Philip Klein makes an important point about why you shouldn't buy the federal government's argument that the individual mandate to purchase health insurance is justified under Congress's taxing power:
It's true that Democrats went out of their way to call the fine a "penalty" in the legislation to avoid the more politically toxic term "tax" – and that has figured into these decisions – but there's a much more important reason why the taxing power argument has been thrown out. The reason is that the fine serves a primarily regulatory function, whereas to be justified under the government's taxing power its primary purpose must be to raise revenue.

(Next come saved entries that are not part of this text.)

use futures::io::Cursor;
use lzwcore::{Decoder, Encoder};
use tokio_util::compat::{TokioAsyncReadCompatExt, TokioAsyncWriteCompatExt};

#[tokio::test]
async fn async_roundtrip() {
    let data = b"TOBEORNOTTOBEORTOBEORNOT".repeat(1 << 10);
    let (client, server) = tokio::io::duplex(1 << 12);

    let input = data.clone();
    let writer = tokio::spawn(async move {
        let mut encoder = Encoder::new();
        // Dropping the write half ends the reader's stream.
        let result = encoder
            .into_async(client.compat_write())
            .encode_all(Cursor::new(input))
            .await;
        result.status.map(|()| result.bytes_written)
    });

    let mut decoder = Decoder::new();
    let mut output = Cursor::new(vec![]);
    let result = decoder
        .into_async(&mut output)
        .decode_all(server.compat())
        .await;

    let written = writer.await.unwrap().unwrap();
    assert!(result.status.is_ok(), "{:?}", result.status);
    assert_eq!(result.bytes_read, written);
    assert_eq!(output.into_inner(), data);
}

#[tokio::test]
async fn async_corrupt_stream() {
    let mut decoder = Decoder::new();
    let mut output = Cursor::new(vec![]);
    let result = decoder
        .into_async(&mut output)
        .decode_all(Cursor::new(vec![0xff, 0xff, 0xff]))
        .await;

    let err = result.status.unwrap_err();
    assert_eq!(err.kind(), std::io::ErrorKind::InvalidData);
    assert!(output.into_inner().is_empty());
}
use lzwcore::{pack, Config, Decoder, LzwError};
use std::io;

#[test]
fn code_beyond_reachable_dictionary() {
    let config = Config::default();
    // After three codes the decoder knows 260 entries, 260 itself would be the unseen code.
    let stream = pack(&[b'a'.into(), b'b'.into(), b'c'.into(), 261], &config).unwrap();
    assert_eq!(
        Decoder::new().decode(&stream),
        Err(LzwError::DictionaryDesync { code: 261, size: 260 })
    );

    let stream = pack(&[b'a'.into(), b'b'.into(), b'c'.into(), 260], &config).unwrap();
    assert_eq!(Decoder::new().decode(&stream).unwrap(), b"abccc");
}

#[test]
fn first_code_must_be_literal() {
    let stream = pack(&[258], &Config::default()).unwrap();
    assert_eq!(
        Decoder::new().decode(&stream),
        Err(LzwError::DictionaryDesync { code: 258, size: 258 })
    );

    // All ones: the first code is 511.
    assert_eq!(
        Decoder::new().decode(&[0xff, 0xff, 0xff]),
        Err(LzwError::DictionaryDesync { code: 511, size: 258 })
    );
}

#[test]
fn reserved_codes_are_rejected() {
    for &code in &[256, 257] {
        let stream = pack(&[b'x'.into(), code], &Config::default()).unwrap();
        assert_eq!(Decoder::new().decode(&stream), Err(LzwError::ReservedCode(code)));
    }
}

#[test]
fn error_reaches_io_adapter() {
    let mut out = vec![];
    let result = Decoder::new()
        .into_stream(&mut out)
        .decode_all(&[0xff, 0xff, 0xff][..]);

    let err = result.status.unwrap_err();
    assert_eq!(err.kind(), io::ErrorKind::InvalidData);
    assert!(err.to_string().contains("511"));
    assert!(out.is_empty());
    assert_eq!(result.bytes_written, 0);
}

#[test]
fn decoder_recovers_after_error() {
    let mut decoder = Decoder::new();
    assert!(decoder.decode(&[0xff, 0xff]).is_err());
    let compressed = lzwcore::compress(b"still works");
    assert_eq!(decoder.decode(&compressed).unwrap(), b"still works");
}
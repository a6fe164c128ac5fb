//! Decompresses the input from stdin and writes the result to stdout.

use std::io::{self, BufWriter};

fn main() {
    match (|| -> io::Result<()> {
        let mut decoder = lzwcore::Decoder::new();
        let stdout = io::stdout();
        let stdout = BufWriter::new(stdout.lock());
        let stdin = io::stdin();
        let stdin = stdin.lock();
        decoder.into_stream(stdout).decode_all(stdin).status?;
        Ok(())
    })() {
        Ok(()) => (),
        Err(err) => eprintln!("{}", err),
    }
}
//! Packing of variable width codes into bytes, most significant bit first.
use crate::alloc::vec::Vec;
use crate::dictionary::CodeSize;
use crate::{Code, Config, LzwError};

/// Writes codes with the width the schedule assigns to each of them.
pub(crate) struct BitPacker {
    code_size: CodeSize,
    /// The buffer bits, aligned to the most significant end.
    buffer: u64,
    /// The number of valid buffer bits.
    bits_in_buffer: u8,
    out: Vec<u8>,
}

/// Reads codes back, stopping at the first position where a full code no longer fits.
pub(crate) struct CodeReader<'d> {
    inp: &'d [u8],
    code_size: CodeSize,
    bit_buffer: u64,
    bits: u8,
}

/// Pack a code sequence into a byte stream.
///
/// Every code must fit the width the schedule of `config` assigns to its position, which is
/// always true for a sequence produced by the encoder with the same configuration.
pub fn pack(codes: &[Code], config: &Config) -> Result<Vec<u8>, LzwError> {
    let mut packer = BitPacker::new(config);
    for &code in codes {
        let size = packer.code_size();
        if u32::from(code) >> size != 0 {
            return Err(LzwError::CodeTooWide { code, size });
        }
        packer.push(code);
    }
    Ok(packer.finish())
}

/// Unpack all complete codes from a byte stream.
///
/// Trailing bits that do not form a whole code are padding and are ignored.
pub fn unpack(data: &[u8], config: &Config) -> Vec<Code> {
    CodeReader::new(data, config).collect()
}

impl BitPacker {
    pub(crate) fn new(config: &Config) -> Self {
        BitPacker {
            code_size: CodeSize::new(config),
            buffer: 0,
            bits_in_buffer: 0,
            out: Vec::new(),
        }
    }

    /// The width of the next code.
    pub(crate) fn code_size(&self) -> u8 {
        self.code_size.get()
    }

    pub(crate) fn push(&mut self, code: Code) {
        let size = self.code_size.get();
        debug_assert!(u32::from(code) >> size == 0, "code {} wider than {}", code, size);
        let shift = 64 - self.bits_in_buffer - size;
        self.buffer |= u64::from(code) << shift;
        self.bits_in_buffer += size;
        self.flush_out();
        self.code_size.advance();
    }

    /// Pad to a full byte and return all bytes.
    pub(crate) fn finish(mut self) -> Vec<u8> {
        let to_byte = self.bits_in_buffer.wrapping_neg() & 0x7;
        self.bits_in_buffer += to_byte;
        self.flush_out();
        self.out
    }

    fn flush_out(&mut self) {
        while self.bits_in_buffer >= 8 {
            self.out.push((self.buffer >> 56) as u8);
            self.buffer <<= 8;
            self.bits_in_buffer -= 8;
        }
    }
}

impl<'d> CodeReader<'d> {
    pub(crate) fn new(inp: &'d [u8], config: &Config) -> Self {
        CodeReader {
            inp,
            code_size: CodeSize::new(config),
            bit_buffer: 0,
            bits: 0,
        }
    }

    fn refill_bits(&mut self) {
        let wish_count = usize::from((64 - self.bits) / 8);
        let count = wish_count.min(self.inp.len());
        if count == 0 {
            return;
        }

        let mut buffer = [0u8; 8];
        buffer[..count].copy_from_slice(&self.inp[..count]);
        self.inp = &self.inp[count..];
        self.bit_buffer |= u64::from_be_bytes(buffer) >> self.bits;
        self.bits += (count * 8) as u8;
    }
}

impl Iterator for CodeReader<'_> {
    type Item = Code;

    fn next(&mut self) -> Option<Code> {
        let size = self.code_size.get();
        if self.bits < size {
            self.refill_bits();
        }

        if self.bits < size {
            return None;
        }

        let code = (self.bit_buffer >> (64 - size)) as Code;
        self.bit_buffer <<= size;
        self.bits -= size;
        self.code_size.advance();
        Some(code)
    }

    fn size_hint(&self) -> (usize, Option<usize>) {
        let bits = usize::from(self.bits) + 8 * self.inp.len();
        (0, Some(bits / usize::from(self.code_size.get())))
    }
}
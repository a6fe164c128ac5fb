#![no_main]
use libfuzzer_sys::fuzz_target;

fuzz_target!(|raw_data: &[u8]| {
    // Arbitrary streams either decode or are rejected, they never panic.
    let _ = lzwcore::decompress(raw_data);
});
use lzwcore::{Config, Decoder, Encoder};
use std::{env, fs};

#[test]
fn roundtrip_all() {
    let file = env::args().next().unwrap();
    let data = fs::read(file).unwrap();

    for &(min, max) in &[(9, 16), (9, 12), (12, 12), (9, 9)] {
        let config = Config::with_code_sizes(min, max).unwrap();
        for &mask in &[0xff, 0x3f, 0x03] {
            let data: Vec<_> = data.iter().copied().map(|b| b & mask).collect();
            assert_roundtrips(&data, config);
        }
    }
}

#[test]
fn roundtrip_stream() {
    let data = b"TOBEORNOTTOBEORTOBEORNOT".repeat(100);

    let mut encoder = Encoder::new();
    let mut buffer = vec![];
    let result = encoder.into_stream(&mut buffer).encode_all(data.as_slice());
    assert!(result.status.is_ok());
    assert_eq!(result.bytes_read, data.len());
    assert_eq!(result.bytes_written, buffer.len());

    let mut decoder = Decoder::new();
    let mut compare = vec![];
    let result = decoder.into_stream(&mut compare).decode_all(buffer.as_slice());
    assert!(result.status.is_ok(), "{:?}", result.status);
    assert_eq!(result.bytes_read, buffer.len());
    assert_eq!(result.bytes_written, data.len());
    assert_eq!(compare, data);
}

#[test]
fn short_inputs() {
    let inputs: &[&[u8]] = &[b"", b"a", b"ab", b"aaa", b"abcdefgh", &[0], &[255, 255]];
    for &input in inputs {
        assert_roundtrips(input, Config::default());
    }
}

#[test]
fn crate_level_functions() {
    let data = b"abracadabra, abracadabra, abracadabra";
    let compressed = lzwcore::compress(data);
    assert!(compressed.len() < data.len());
    assert_eq!(lzwcore::decompress(&compressed).unwrap(), &data[..]);
}

fn assert_roundtrips(data: &[u8], config: Config) {
    let mut encoder = Encoder::with_config(config);
    let buffer = encoder.encode(data);

    let mut decoder = Decoder::with_config(config);
    let compare = decoder.decode(&buffer);
    assert!(compare.is_ok(), "{:?}: {:?}", config, compare);
    assert!(data == &*compare.unwrap(), "{:?}", config);
}
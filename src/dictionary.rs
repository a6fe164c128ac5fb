//! The dictionary shared in lockstep by encoder and decoder.
use crate::alloc::vec::Vec;
use crate::{Code, Config, LzwError, FIRST_FREE, LITERALS};

/// The width schedule of codes in the stream.
///
/// Code number `i` of a stream is at most `FIRST_FREE - 1 + i`, the largest code the encoder can
/// have assigned before emitting it. The width always covers exactly that value, so both sides
/// derive it from the count of codes alone.
#[derive(Clone, Debug)]
pub(crate) struct CodeSize {
    /// The width of the next code.
    size: u8,
    max_size: u8,
    /// The dictionary size the encoder may have reached when emitting the next code.
    entries: u32,
}

/// A tree of successors for the encoding side.
///
/// One key for at most each code. To avoid using too much memory we keep nodes with few
/// successors in optimized form. This form doesn't offer lookup by indexing but instead does a
/// linear search.
#[derive(Default)]
struct Tree {
    simples: Vec<Simple>,
    complex: Vec<Full>,
    keys: Vec<FullKey>,
}

#[derive(Clone, Copy)]
enum FullKey {
    NoSuccessor,
    Simple(u16),
    Full(u16),
}

const SHORT: usize = 16;

#[derive(Clone, Copy)]
struct Simple {
    codes: [Code; SHORT],
    chars: [u8; SHORT],
    count: u8,
}

/// A dense successor node. A zero entry marks a missing successor, as no learned code can be
/// smaller than the first free one.
#[derive(Clone, Copy)]
struct Full {
    char_continuation: [Code; 256],
}

/// The phrase to code direction of the dictionary.
pub(crate) struct EncodeTable {
    tree: Tree,
    capacity: usize,
}

#[derive(Clone, Copy)]
struct Link {
    prev: Code,
    byte: u8,
}

/// The code to phrase direction of the dictionary.
pub(crate) struct DecodeTable {
    inner: Vec<Link>,
    depths: Vec<u16>,
    capacity: usize,
}

impl CodeSize {
    pub(crate) fn new(config: &Config) -> Self {
        CodeSize {
            size: config.min_code_size(),
            max_size: config.max_code_size(),
            entries: FIRST_FREE as u32,
        }
    }

    /// The width in bits of the next code.
    pub(crate) fn get(&self) -> u8 {
        self.size
    }

    /// Account for one code written or read.
    pub(crate) fn advance(&mut self) {
        if self.entries >= 1 << self.size && self.size < self.max_size {
            self.size += 1;
        }
        self.entries = self.entries.saturating_add(1);
    }
}

impl EncodeTable {
    pub(crate) fn new(config: &Config) -> Self {
        let mut table = EncodeTable {
            tree: Tree::default(),
            capacity: config.max_entries(),
        };
        table.reset();
        table
    }

    /// Forget all learned phrases.
    pub(crate) fn reset(&mut self) {
        self.tree.reset();
    }

    /// The number of assigned codes, including literals and reserved codes.
    pub(crate) fn len(&self) -> usize {
        self.tree.keys.len()
    }

    pub(crate) fn is_full(&self) -> bool {
        self.len() >= self.capacity
    }

    /// Find the code of the phrase `prefix` followed by `byte`.
    pub(crate) fn lookup(&self, prefix: Code, byte: u8) -> Option<Code> {
        self.tree.at_key(prefix, byte)
    }

    /// Learn the phrase `prefix` followed by `byte`, unless the dictionary is frozen.
    pub(crate) fn insert(&mut self, prefix: Code, byte: u8) -> Option<Code> {
        if self.is_full() {
            return None;
        }

        let code = self.tree.append(prefix, byte);
        if self.is_full() {
            log::trace!("dictionary frozen at {} entries", self.capacity);
        }
        Some(code)
    }
}

impl Tree {
    fn reset(&mut self) {
        self.simples.clear();
        self.complex.clear();
        self.keys.clear();
        self.keys.resize(FIRST_FREE, FullKey::NoSuccessor);
    }

    fn at_key(&self, code: Code, ch: u8) -> Option<Code> {
        let key = self.keys[usize::from(code)];
        match key {
            FullKey::NoSuccessor => None,
            FullKey::Simple(idx) => {
                let nexts = &self.simples[usize::from(idx)];
                let successors = nexts
                    .codes
                    .iter()
                    .zip(nexts.chars.iter())
                    .take(usize::from(nexts.count));
                for (&scode, &sch) in successors {
                    if sch == ch {
                        return Some(scode);
                    }
                }

                None
            }
            FullKey::Full(idx) => {
                let full = &self.complex[usize::from(idx)];
                match full.char_continuation[usize::from(ch)] {
                    0 => None,
                    next => Some(next),
                }
            }
        }
    }

    fn append(&mut self, code: Code, ch: u8) -> Code {
        let next = self.keys.len() as Code;
        let key = self.keys[usize::from(code)];
        debug_assert!(self.at_key(code, ch).is_none(), "phrase learned twice");
        match key {
            FullKey::NoSuccessor => {
                let new_key = FullKey::Simple(self.simples.len() as u16);
                let mut simple = Simple::default();
                simple.codes[0] = next;
                simple.chars[0] = ch;
                simple.count = 1;
                self.simples.push(simple);
                self.keys[usize::from(code)] = new_key;
            }
            FullKey::Simple(idx) if usize::from(self.simples[usize::from(idx)].count) < SHORT => {
                let nexts = &mut self.simples[usize::from(idx)];
                let nidx = usize::from(nexts.count);
                nexts.chars[nidx] = ch;
                nexts.codes[nidx] = next;
                nexts.count += 1;
            }
            FullKey::Simple(idx) => {
                let new_key = FullKey::Full(self.complex.len() as u16);
                let simples = &self.simples[usize::from(idx)];
                let mut full = Full {
                    char_continuation: [0; 256],
                };
                for (&pch, &pcont) in simples.chars.iter().zip(simples.codes.iter()) {
                    full.char_continuation[usize::from(pch)] = pcont;
                }
                full.char_continuation[usize::from(ch)] = next;
                self.complex.push(full);
                self.keys[usize::from(code)] = new_key;
            }
            FullKey::Full(idx) => {
                let full = &mut self.complex[usize::from(idx)];
                full.char_continuation[usize::from(ch)] = next;
            }
        }
        self.keys.push(FullKey::NoSuccessor);
        next
    }
}

impl Default for Simple {
    fn default() -> Self {
        Simple {
            codes: [0; SHORT],
            chars: [0; SHORT],
            count: 0,
        }
    }
}

impl DecodeTable {
    pub(crate) fn new(config: &Config) -> Self {
        let capacity = config.max_entries();
        let mut table = DecodeTable {
            inner: Vec::with_capacity(capacity),
            depths: Vec::with_capacity(capacity),
            capacity,
        };
        table.reset();
        table
    }

    /// Restore the literal entries and forget everything else.
    pub(crate) fn reset(&mut self) {
        self.inner.clear();
        self.depths.clear();
        for byte in 0..=u8::MAX {
            self.inner.push(Link { prev: 0, byte });
            self.depths.push(1);
        }
        // Reserved codes, never resolved.
        for _ in LITERALS..FIRST_FREE {
            self.inner.push(Link { prev: 0, byte: 0 });
            self.depths.push(0);
        }
    }

    pub(crate) fn len(&self) -> usize {
        self.inner.len()
    }

    pub(crate) fn is_full(&self) -> bool {
        self.len() >= self.capacity
    }

    /// Append the phrase of `code` to `out` and return its first byte.
    ///
    /// `prev` is the code read before this one, if any. It resolves the one code the decoder
    /// can not know yet: the entry the encoder created right before referencing it, which is
    /// always the previous phrase followed by its own first byte.
    pub(crate) fn resolve(
        &self,
        code: Code,
        prev: Option<Code>,
        out: &mut Vec<u8>,
    ) -> Result<u8, LzwError> {
        let idx = usize::from(code);
        if idx < LITERALS || (FIRST_FREE..self.len()).contains(&idx) {
            return Ok(self.reconstruct(code, out));
        }

        if idx < FIRST_FREE {
            return Err(LzwError::ReservedCode(code));
        }

        match prev {
            Some(prev) if idx == self.len() && !self.is_full() => {
                let first = self.reconstruct(prev, out);
                out.push(first);
                Ok(first)
            }
            _ => Err(LzwError::DictionaryDesync {
                code,
                size: self.len(),
            }),
        }
    }

    /// Learn the phrase of `prev` followed by `byte`, mirroring the encoder's insert.
    pub(crate) fn grow(&mut self, prev: Code, byte: u8) -> Option<Code> {
        if self.is_full() {
            return None;
        }

        let code = self.len() as Code;
        let depth = self.depths[usize::from(prev)] + 1;
        self.inner.push(Link { prev, byte });
        self.depths.push(depth);
        Some(code)
    }

    fn reconstruct(&self, code: Code, out: &mut Vec<u8>) -> u8 {
        let depth = usize::from(self.depths[usize::from(code)]);
        let start = out.len();
        out.resize(start + depth, 0);

        let mut code_iter = code;
        for ch in out[start..].iter_mut().rev() {
            let entry = self.inner[usize::from(code_iter)];
            *ch = entry.byte;
            code_iter = entry.prev;
        }

        out[start]
    }
}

When the individual mandate was first conceived, its designers thought of the mandatory insurance premium revenues as a form of taxation. The trouble with that conception (for the mandate's backers, anyway), though, is that all those premium revenues get counted toward the total cost of the law—revealing just how expensive it really is. That's what happened with HillaryCare in 1994, and it's one of the reasons that law died. This time around, as Cato's Michael Cannon has written, the law's designers worked to ensure that those costs would be hidden. And the administration made the argument that the mandate was legal under the taxing power by saying that the penalty for non-compliance was a form of taxation. But it's really more like a backdoor form of regulation—intended primarily to control behavior rather than to raise revenue. The distinction matters. As Klein points out later in his post, even Judge Norman Moon, a federal judge in Michigan who ruled in favor of the mandate, didn't buy the government's argument that the penalty could be constitutionally justified as a tax.